Each line of the data below that includes the string "SettingsNotFound" must be copied.

━━ Study material

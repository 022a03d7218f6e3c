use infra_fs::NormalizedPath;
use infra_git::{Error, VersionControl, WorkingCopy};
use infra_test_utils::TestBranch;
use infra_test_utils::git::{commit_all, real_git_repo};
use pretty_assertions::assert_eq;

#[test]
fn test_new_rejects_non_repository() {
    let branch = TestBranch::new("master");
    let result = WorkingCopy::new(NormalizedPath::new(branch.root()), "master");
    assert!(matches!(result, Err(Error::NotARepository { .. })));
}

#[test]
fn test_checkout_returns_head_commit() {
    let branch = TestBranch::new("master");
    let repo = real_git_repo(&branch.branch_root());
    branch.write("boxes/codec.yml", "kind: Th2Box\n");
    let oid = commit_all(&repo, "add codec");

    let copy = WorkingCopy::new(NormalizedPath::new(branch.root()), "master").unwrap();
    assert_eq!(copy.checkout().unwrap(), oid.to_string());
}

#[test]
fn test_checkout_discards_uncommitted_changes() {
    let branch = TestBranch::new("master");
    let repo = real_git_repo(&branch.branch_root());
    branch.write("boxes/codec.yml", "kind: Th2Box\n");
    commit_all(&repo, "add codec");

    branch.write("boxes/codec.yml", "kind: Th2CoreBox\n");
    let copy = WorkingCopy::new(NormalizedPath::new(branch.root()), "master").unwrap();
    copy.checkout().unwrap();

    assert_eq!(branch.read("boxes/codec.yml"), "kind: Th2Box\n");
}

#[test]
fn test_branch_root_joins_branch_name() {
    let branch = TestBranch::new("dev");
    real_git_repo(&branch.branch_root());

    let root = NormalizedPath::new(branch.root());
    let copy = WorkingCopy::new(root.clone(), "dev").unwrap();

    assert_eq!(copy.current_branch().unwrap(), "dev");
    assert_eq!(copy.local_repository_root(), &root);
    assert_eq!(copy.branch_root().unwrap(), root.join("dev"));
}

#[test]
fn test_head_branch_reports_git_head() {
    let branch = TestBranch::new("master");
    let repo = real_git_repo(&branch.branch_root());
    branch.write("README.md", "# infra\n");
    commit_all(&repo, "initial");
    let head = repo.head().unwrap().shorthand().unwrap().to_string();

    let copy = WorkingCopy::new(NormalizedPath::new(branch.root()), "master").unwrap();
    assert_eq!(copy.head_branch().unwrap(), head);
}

━━━━
━━ Study material

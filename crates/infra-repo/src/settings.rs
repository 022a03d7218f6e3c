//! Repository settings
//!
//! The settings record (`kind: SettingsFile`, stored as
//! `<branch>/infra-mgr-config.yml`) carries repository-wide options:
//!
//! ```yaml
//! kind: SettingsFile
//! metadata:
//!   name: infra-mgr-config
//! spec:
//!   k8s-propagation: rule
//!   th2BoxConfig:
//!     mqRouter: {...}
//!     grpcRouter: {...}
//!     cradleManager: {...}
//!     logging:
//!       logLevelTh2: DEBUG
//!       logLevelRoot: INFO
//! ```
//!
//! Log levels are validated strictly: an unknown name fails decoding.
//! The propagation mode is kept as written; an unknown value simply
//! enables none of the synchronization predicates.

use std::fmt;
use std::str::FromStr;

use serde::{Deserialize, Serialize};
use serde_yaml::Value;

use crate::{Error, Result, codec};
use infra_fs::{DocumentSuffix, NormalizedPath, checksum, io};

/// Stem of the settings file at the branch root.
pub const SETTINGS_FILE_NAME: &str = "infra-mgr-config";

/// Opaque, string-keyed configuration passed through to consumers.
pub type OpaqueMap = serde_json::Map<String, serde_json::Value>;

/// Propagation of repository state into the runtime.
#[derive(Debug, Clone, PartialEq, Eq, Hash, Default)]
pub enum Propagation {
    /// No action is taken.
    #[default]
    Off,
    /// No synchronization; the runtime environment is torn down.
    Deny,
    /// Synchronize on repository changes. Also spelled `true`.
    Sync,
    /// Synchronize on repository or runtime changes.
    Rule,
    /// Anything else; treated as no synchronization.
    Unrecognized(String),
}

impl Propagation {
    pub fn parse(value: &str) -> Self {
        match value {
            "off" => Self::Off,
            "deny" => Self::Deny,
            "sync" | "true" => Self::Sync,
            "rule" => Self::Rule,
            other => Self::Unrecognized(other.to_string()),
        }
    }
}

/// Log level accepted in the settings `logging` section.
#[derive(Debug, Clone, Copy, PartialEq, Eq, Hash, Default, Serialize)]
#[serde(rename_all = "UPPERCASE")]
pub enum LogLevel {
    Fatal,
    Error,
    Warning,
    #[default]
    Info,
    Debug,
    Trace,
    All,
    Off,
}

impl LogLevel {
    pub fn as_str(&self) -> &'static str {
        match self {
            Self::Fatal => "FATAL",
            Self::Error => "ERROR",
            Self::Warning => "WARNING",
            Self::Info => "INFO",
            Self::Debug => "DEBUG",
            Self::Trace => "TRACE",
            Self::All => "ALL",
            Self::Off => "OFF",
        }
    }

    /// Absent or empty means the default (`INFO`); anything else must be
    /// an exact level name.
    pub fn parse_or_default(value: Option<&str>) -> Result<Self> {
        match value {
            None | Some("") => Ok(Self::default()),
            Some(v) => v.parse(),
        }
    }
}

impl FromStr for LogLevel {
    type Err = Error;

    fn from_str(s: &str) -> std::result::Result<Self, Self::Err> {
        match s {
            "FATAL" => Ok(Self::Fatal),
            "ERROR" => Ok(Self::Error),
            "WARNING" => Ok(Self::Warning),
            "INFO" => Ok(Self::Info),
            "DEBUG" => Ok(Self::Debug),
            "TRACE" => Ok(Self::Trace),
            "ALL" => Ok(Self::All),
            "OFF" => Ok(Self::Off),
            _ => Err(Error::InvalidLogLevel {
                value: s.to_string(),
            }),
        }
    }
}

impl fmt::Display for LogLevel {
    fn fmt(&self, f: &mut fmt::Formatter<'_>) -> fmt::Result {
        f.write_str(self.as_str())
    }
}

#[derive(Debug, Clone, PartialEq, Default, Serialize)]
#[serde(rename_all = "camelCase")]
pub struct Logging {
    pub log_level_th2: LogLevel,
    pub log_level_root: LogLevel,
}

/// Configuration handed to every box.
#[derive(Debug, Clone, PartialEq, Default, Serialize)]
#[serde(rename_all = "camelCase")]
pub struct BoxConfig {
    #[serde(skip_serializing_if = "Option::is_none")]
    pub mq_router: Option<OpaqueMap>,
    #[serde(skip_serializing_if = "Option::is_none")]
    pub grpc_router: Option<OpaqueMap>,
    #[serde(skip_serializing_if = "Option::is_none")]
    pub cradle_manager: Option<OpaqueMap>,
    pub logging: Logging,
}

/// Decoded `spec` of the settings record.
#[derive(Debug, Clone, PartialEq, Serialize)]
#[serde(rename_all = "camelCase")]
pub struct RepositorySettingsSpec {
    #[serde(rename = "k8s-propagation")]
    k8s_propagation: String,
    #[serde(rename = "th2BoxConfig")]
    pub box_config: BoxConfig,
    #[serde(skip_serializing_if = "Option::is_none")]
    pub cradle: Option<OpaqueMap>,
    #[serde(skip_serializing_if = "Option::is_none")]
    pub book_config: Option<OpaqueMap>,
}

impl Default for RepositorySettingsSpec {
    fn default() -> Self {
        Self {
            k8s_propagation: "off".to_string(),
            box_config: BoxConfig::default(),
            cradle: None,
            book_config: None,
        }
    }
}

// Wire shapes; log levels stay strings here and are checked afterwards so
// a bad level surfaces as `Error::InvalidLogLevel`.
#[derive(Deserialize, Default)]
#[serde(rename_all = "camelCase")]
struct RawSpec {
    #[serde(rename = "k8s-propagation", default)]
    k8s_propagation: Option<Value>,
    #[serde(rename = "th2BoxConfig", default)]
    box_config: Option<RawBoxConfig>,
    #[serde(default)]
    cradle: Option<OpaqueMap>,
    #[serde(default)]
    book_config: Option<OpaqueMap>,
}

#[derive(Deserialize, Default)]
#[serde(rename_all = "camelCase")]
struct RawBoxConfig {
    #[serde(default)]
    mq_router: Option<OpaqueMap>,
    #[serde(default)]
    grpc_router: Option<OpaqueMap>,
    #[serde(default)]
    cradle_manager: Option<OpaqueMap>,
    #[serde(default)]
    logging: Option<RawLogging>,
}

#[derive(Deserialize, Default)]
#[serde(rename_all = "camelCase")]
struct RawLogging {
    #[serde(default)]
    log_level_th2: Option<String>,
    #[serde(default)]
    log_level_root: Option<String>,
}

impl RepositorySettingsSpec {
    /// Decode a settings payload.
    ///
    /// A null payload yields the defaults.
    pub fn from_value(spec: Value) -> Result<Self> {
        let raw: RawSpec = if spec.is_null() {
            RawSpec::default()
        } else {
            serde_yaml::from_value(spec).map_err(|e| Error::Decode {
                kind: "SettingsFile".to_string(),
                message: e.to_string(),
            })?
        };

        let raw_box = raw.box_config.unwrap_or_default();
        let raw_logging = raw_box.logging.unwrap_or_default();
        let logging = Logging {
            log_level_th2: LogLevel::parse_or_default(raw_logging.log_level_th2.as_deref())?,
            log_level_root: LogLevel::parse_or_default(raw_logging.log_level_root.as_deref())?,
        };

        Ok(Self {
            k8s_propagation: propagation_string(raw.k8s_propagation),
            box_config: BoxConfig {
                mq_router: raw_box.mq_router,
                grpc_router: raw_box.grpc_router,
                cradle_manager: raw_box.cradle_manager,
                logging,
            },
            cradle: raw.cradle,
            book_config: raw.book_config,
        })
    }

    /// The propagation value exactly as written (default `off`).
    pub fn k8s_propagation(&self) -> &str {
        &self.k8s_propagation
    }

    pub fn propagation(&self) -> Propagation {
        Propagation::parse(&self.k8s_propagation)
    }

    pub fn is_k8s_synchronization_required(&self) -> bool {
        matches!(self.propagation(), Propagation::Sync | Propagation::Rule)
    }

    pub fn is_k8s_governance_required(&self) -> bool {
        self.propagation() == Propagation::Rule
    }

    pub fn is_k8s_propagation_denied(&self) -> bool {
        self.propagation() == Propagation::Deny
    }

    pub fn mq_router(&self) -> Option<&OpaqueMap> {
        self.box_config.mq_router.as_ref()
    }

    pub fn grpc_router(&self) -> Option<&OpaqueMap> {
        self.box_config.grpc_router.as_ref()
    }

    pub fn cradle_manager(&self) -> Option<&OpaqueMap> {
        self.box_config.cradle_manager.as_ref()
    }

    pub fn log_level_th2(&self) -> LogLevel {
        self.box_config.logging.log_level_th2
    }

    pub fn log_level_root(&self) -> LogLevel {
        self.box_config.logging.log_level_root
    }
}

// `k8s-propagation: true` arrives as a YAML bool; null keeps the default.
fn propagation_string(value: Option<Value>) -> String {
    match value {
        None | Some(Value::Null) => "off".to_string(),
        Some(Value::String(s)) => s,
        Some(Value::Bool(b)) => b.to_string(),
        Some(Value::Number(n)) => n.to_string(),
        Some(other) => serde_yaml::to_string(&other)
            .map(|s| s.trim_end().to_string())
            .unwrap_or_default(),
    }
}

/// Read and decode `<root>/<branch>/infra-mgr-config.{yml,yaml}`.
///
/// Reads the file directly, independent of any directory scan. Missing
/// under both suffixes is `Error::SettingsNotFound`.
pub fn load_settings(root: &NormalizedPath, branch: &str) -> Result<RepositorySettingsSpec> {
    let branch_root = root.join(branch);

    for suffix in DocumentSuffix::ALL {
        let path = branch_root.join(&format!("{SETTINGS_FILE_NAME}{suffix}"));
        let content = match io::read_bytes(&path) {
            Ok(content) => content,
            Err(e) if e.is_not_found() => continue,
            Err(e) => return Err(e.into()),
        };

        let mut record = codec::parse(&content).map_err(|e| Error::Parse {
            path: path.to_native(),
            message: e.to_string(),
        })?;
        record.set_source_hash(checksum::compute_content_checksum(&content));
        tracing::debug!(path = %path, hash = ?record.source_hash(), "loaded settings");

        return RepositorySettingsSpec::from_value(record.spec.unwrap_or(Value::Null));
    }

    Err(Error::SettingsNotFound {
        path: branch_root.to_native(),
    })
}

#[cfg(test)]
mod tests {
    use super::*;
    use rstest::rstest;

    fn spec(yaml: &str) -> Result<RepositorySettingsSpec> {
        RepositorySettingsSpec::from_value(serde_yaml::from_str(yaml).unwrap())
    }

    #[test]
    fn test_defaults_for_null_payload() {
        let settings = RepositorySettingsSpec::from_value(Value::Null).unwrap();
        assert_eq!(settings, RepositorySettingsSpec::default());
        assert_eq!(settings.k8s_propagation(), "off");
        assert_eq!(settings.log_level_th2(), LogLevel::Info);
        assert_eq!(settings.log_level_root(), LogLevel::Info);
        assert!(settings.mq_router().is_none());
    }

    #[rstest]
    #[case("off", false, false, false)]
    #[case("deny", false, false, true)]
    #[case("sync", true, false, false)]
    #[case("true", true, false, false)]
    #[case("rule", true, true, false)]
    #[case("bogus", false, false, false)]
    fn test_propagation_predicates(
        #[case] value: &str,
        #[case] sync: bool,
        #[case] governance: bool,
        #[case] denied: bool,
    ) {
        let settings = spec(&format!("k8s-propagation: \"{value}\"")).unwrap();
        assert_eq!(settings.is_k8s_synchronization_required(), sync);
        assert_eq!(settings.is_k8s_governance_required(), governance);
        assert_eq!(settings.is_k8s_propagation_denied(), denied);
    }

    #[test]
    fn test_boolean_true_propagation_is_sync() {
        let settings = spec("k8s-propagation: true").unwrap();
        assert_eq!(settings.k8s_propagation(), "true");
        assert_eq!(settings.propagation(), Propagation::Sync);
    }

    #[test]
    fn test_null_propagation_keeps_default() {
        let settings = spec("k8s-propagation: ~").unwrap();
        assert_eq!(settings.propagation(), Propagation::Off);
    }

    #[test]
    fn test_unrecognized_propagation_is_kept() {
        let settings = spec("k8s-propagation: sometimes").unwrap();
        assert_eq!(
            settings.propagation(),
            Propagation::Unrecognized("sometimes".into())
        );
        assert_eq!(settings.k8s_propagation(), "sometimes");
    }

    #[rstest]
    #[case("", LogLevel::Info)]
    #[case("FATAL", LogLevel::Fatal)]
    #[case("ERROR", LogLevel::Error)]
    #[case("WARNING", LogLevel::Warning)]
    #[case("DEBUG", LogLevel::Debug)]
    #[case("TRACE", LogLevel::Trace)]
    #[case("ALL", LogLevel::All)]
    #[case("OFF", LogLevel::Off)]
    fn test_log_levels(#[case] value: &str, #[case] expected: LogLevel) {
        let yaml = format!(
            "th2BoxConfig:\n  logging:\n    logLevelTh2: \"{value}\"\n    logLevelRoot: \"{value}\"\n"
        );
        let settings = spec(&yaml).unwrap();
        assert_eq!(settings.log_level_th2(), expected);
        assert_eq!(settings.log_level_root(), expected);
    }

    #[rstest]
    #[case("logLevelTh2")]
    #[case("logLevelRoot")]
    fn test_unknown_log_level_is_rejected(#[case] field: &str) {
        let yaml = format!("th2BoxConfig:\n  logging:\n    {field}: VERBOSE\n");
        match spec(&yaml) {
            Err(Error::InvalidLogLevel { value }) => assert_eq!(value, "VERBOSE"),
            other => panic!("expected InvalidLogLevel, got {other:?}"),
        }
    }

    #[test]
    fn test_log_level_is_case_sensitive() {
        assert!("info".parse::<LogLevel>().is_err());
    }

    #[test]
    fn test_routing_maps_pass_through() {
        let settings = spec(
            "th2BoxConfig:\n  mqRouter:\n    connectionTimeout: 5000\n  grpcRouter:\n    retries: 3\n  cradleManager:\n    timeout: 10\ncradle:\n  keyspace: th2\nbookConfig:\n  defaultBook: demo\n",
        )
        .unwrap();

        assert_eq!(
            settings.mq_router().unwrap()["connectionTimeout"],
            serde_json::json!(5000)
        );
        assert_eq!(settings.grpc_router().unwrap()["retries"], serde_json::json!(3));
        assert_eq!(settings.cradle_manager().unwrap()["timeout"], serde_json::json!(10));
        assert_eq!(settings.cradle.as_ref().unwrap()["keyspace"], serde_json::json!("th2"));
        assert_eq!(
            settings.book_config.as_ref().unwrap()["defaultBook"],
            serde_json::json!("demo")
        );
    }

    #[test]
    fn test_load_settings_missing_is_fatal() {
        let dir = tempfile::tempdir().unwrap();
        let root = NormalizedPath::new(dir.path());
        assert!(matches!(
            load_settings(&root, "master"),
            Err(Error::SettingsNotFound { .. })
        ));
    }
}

━━━━
━━ Study material

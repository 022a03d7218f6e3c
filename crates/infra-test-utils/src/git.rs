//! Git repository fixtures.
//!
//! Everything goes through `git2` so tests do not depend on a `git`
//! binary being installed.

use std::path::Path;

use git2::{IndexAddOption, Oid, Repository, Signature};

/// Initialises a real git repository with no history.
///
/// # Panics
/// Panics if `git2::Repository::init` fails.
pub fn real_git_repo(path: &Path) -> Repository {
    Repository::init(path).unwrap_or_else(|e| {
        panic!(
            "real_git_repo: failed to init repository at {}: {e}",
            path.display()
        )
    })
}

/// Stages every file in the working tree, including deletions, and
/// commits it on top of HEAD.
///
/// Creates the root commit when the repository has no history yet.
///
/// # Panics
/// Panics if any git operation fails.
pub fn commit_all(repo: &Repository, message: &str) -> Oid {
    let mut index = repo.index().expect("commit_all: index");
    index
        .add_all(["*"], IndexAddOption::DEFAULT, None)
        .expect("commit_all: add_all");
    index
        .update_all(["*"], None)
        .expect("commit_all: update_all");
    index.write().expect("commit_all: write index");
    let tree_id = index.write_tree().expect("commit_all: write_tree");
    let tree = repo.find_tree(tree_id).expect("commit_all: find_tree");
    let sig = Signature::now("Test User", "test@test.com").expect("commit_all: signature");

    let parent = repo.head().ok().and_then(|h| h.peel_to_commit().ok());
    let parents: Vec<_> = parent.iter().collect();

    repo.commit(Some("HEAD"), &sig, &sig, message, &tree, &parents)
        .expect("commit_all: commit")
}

━━━━

Result of this exercise:
/// under both suffixes is `Error::SettingsNotFound`.
    Err(Error::SettingsNotFound {
            Err(Error::SettingsNotFound { .. })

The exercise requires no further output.